Only these lines of the data below are wanted: the one with "filename src/normalize.rs", the one with "silently breaks matching.", and any lines between them, each repeated exactly.

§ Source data
== Segment start ==

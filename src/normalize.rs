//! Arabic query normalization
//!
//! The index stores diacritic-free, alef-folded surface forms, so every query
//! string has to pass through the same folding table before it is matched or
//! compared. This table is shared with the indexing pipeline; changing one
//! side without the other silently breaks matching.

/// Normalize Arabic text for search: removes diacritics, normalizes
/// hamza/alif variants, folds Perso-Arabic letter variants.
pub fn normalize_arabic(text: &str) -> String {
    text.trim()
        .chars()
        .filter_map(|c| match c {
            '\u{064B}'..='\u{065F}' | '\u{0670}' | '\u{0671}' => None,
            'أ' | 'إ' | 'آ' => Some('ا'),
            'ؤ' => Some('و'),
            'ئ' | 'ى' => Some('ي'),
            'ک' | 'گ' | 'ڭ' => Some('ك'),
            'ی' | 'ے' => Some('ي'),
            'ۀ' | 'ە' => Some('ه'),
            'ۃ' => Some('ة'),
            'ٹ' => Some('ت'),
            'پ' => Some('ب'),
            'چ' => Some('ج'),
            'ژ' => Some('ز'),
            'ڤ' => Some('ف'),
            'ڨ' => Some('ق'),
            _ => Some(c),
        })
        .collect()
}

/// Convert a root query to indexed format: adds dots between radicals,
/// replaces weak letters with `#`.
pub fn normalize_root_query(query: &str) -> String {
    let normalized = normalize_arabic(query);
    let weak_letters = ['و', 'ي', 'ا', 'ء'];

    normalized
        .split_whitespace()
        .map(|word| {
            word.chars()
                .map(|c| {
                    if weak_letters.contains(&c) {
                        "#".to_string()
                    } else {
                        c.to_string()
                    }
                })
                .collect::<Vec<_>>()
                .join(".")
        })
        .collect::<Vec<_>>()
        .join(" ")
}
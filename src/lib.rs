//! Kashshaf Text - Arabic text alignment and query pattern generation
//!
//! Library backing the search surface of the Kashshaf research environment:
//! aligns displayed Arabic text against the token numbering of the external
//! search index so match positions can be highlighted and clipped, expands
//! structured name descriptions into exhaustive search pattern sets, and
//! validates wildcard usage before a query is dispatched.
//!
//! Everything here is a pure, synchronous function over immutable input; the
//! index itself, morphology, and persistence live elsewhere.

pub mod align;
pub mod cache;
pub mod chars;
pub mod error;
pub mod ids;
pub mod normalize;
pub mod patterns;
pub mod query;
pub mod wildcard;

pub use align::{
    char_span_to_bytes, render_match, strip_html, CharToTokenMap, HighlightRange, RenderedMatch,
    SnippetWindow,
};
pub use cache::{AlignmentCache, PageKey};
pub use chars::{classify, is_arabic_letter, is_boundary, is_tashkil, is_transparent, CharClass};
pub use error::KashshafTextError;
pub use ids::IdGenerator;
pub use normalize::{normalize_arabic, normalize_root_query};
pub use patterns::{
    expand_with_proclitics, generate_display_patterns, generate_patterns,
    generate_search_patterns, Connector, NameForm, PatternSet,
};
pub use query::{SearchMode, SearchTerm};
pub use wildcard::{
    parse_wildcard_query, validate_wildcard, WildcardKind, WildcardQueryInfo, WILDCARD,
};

== Segment end ==
== Segment start ==

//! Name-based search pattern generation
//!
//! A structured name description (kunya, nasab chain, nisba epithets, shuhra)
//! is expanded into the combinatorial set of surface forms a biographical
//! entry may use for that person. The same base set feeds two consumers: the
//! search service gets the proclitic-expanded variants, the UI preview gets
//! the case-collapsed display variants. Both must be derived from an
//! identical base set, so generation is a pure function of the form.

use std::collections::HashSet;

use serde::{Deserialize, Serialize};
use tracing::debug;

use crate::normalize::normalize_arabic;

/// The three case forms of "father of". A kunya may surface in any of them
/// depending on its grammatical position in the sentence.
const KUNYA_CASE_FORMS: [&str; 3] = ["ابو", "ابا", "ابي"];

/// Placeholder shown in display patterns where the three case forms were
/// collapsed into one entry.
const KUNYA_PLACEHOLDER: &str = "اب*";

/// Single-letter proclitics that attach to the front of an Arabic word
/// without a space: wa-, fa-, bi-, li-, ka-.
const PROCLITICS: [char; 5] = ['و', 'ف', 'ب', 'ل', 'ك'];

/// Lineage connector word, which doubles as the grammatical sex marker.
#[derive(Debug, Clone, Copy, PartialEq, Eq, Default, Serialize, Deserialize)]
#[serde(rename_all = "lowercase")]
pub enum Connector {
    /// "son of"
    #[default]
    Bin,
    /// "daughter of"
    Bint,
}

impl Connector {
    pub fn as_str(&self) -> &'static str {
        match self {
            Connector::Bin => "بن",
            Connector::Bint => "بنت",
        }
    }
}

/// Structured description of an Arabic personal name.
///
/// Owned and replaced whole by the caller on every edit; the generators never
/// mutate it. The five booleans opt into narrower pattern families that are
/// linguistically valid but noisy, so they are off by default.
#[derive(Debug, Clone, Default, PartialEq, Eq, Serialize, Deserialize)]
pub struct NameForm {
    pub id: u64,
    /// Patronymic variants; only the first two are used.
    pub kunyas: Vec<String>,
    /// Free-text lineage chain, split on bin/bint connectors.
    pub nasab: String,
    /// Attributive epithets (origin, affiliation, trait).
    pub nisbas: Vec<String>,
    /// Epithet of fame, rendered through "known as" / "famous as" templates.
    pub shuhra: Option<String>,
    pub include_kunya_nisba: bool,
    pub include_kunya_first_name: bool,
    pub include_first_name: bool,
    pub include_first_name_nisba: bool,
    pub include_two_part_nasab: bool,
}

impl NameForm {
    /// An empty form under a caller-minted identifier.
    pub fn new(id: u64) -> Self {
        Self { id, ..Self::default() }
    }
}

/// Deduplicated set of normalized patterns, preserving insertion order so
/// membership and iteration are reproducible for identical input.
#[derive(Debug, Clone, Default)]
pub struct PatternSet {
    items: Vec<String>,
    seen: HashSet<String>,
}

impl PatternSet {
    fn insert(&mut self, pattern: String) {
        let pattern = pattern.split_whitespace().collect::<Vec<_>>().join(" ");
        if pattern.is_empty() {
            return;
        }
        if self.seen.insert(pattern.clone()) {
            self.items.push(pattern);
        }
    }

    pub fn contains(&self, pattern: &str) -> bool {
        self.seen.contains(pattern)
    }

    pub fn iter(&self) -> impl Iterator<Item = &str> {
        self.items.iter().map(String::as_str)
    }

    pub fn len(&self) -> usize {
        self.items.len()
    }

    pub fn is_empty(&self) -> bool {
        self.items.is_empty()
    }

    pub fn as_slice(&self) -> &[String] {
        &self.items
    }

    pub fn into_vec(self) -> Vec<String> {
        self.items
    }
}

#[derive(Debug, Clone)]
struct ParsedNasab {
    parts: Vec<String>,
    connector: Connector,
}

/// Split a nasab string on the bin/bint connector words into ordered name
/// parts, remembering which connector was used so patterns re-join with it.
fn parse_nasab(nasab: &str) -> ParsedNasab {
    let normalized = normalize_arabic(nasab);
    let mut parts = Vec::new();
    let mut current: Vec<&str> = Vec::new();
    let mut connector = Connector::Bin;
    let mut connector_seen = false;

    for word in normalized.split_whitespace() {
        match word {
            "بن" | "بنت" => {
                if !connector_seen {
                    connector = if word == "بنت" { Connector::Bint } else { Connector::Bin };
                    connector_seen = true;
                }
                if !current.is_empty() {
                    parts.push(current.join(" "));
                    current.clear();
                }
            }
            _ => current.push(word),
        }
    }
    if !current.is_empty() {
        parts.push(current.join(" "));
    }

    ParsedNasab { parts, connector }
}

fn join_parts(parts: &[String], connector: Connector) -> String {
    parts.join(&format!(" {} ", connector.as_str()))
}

== Segment end ==
== Segment start ==

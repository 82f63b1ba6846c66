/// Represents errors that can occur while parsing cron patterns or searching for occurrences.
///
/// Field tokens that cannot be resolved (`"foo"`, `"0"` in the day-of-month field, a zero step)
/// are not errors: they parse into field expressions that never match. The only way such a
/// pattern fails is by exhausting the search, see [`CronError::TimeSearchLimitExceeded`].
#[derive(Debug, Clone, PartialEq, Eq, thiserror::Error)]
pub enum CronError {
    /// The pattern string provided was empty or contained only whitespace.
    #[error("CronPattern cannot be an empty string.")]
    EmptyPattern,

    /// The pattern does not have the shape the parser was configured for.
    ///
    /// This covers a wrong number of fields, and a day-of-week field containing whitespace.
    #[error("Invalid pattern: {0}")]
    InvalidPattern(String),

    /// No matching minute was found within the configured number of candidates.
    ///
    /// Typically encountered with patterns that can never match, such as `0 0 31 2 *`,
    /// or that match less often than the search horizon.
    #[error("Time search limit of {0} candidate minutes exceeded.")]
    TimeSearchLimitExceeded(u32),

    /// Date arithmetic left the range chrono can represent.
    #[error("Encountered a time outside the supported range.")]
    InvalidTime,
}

== Segment end ==

§ Task answer
filename src/normalize.rs
//! Arabic query normalization
//!
//! The index stores diacritic-free, alef-folded surface forms, so every query
//! string has to pass through the same folding table before it is matched or
//! compared. This table is shared with the indexing pipeline; changing one
//! side without the other silently breaks matching.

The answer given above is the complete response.